**Problem to work on:**
Transcribe the records exactly from the line with "pub fn graph_embedding(conn: &Connection, doc_id: &str)" to the end, both included.

**Dataset excerpts:**
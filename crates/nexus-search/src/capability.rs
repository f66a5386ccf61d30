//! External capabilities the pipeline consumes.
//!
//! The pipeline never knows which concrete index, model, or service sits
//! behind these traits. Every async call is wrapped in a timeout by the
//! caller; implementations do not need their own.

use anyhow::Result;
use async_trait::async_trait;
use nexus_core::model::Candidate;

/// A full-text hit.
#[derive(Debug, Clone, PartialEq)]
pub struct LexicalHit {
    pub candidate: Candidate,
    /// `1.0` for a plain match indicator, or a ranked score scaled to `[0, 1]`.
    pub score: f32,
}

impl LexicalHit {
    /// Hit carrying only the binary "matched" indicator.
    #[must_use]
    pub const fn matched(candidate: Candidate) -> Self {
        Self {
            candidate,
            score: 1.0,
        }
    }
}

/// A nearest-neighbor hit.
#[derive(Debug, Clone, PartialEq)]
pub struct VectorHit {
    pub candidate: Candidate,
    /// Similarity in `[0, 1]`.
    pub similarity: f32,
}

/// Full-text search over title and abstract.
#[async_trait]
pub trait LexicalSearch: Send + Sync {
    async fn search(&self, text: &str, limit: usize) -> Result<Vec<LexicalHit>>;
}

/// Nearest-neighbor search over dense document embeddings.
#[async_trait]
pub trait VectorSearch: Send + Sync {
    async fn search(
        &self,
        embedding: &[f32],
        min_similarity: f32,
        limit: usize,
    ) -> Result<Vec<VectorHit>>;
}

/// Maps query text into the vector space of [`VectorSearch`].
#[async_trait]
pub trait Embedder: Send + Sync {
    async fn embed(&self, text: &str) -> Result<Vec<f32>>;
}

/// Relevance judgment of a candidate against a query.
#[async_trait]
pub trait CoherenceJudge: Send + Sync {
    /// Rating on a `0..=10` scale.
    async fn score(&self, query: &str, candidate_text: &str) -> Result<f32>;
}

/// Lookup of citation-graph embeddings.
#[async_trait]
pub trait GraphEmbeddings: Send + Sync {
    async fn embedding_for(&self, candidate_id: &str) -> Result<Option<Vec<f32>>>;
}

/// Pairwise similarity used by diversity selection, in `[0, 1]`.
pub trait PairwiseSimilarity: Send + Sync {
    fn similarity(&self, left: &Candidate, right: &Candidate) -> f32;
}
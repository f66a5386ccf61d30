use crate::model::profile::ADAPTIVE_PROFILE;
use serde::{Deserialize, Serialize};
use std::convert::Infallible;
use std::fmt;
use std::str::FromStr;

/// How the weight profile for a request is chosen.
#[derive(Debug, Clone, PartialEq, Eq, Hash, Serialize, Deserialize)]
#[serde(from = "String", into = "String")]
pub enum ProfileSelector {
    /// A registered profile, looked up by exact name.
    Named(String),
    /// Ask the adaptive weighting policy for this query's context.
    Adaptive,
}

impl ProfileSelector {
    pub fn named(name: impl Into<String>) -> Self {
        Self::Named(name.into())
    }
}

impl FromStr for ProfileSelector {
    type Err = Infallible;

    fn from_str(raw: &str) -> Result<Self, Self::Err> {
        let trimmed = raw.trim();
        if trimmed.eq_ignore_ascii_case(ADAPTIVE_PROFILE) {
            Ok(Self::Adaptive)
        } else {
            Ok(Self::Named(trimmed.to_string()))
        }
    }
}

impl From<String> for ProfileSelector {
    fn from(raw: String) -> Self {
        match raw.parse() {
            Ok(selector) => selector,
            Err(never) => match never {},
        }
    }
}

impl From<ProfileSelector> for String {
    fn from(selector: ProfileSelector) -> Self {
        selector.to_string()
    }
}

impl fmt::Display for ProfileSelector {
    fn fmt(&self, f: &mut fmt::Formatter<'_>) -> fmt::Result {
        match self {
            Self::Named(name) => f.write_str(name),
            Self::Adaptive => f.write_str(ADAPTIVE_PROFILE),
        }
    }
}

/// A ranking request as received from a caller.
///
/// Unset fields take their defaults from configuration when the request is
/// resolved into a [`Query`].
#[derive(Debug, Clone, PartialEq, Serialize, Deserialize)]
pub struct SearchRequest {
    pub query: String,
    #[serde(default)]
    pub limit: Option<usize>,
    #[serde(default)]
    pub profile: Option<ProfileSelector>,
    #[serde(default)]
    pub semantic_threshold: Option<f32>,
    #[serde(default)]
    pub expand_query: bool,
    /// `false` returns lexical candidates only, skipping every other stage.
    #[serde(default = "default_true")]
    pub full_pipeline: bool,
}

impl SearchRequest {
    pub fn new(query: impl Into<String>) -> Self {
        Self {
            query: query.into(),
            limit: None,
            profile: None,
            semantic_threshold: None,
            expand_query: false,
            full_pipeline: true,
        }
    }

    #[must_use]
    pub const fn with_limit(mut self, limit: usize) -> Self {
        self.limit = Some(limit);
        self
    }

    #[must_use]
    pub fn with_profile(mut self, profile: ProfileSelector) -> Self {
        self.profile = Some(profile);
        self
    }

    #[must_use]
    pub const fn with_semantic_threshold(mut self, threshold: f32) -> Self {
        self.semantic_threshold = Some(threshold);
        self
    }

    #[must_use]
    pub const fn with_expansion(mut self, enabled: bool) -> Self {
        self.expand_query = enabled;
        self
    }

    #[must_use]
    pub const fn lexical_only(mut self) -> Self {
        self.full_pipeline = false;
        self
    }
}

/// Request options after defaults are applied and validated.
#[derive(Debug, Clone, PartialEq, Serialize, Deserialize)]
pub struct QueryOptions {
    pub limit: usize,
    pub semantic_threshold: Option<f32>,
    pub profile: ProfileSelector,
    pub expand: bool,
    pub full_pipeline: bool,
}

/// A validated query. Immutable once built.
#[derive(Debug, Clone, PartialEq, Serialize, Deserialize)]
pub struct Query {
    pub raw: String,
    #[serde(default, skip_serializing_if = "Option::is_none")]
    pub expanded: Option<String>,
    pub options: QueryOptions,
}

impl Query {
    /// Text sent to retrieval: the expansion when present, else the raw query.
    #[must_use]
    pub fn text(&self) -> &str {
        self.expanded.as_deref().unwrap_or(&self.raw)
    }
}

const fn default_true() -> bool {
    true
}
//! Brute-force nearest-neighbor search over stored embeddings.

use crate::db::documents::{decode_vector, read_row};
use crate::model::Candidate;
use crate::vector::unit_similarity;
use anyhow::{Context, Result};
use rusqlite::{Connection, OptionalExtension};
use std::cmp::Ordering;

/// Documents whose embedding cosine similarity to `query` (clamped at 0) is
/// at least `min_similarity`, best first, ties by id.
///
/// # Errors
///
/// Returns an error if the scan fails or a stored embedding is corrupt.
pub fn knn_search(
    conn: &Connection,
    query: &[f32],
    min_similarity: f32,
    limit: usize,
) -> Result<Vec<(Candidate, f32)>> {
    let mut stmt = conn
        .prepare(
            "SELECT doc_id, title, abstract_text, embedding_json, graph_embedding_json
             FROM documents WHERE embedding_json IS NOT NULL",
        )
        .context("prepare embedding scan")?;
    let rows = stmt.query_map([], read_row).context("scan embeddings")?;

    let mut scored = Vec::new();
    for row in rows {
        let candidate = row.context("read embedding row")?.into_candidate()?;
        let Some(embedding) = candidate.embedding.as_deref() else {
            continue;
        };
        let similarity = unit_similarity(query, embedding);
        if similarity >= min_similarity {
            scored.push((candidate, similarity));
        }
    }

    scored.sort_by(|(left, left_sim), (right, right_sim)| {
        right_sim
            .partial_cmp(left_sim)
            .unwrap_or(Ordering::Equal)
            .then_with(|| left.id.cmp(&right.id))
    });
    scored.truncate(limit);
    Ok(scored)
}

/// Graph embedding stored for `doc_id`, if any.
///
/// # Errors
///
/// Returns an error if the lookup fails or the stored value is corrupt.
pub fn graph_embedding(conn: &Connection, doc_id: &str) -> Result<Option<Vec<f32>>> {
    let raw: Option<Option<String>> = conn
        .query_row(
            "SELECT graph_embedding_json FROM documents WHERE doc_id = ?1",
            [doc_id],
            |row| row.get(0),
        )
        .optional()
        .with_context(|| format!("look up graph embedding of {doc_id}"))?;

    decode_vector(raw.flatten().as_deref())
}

**Answer space:**
pub fn graph_embedding(conn: &Connection, doc_id: &str) -> Result<Option<Vec<f32>>> {
    let raw: Option<Option<String>> = conn
        .query_row(
            "SELECT graph_embedding_json FROM documents WHERE doc_id = ?1",
            [doc_id],
            |row| row.get(0),
        )
        .optional()
        .with_context(|| format!("look up graph embedding of {doc_id}"))?;

    decode_vector(raw.flatten().as_deref())
}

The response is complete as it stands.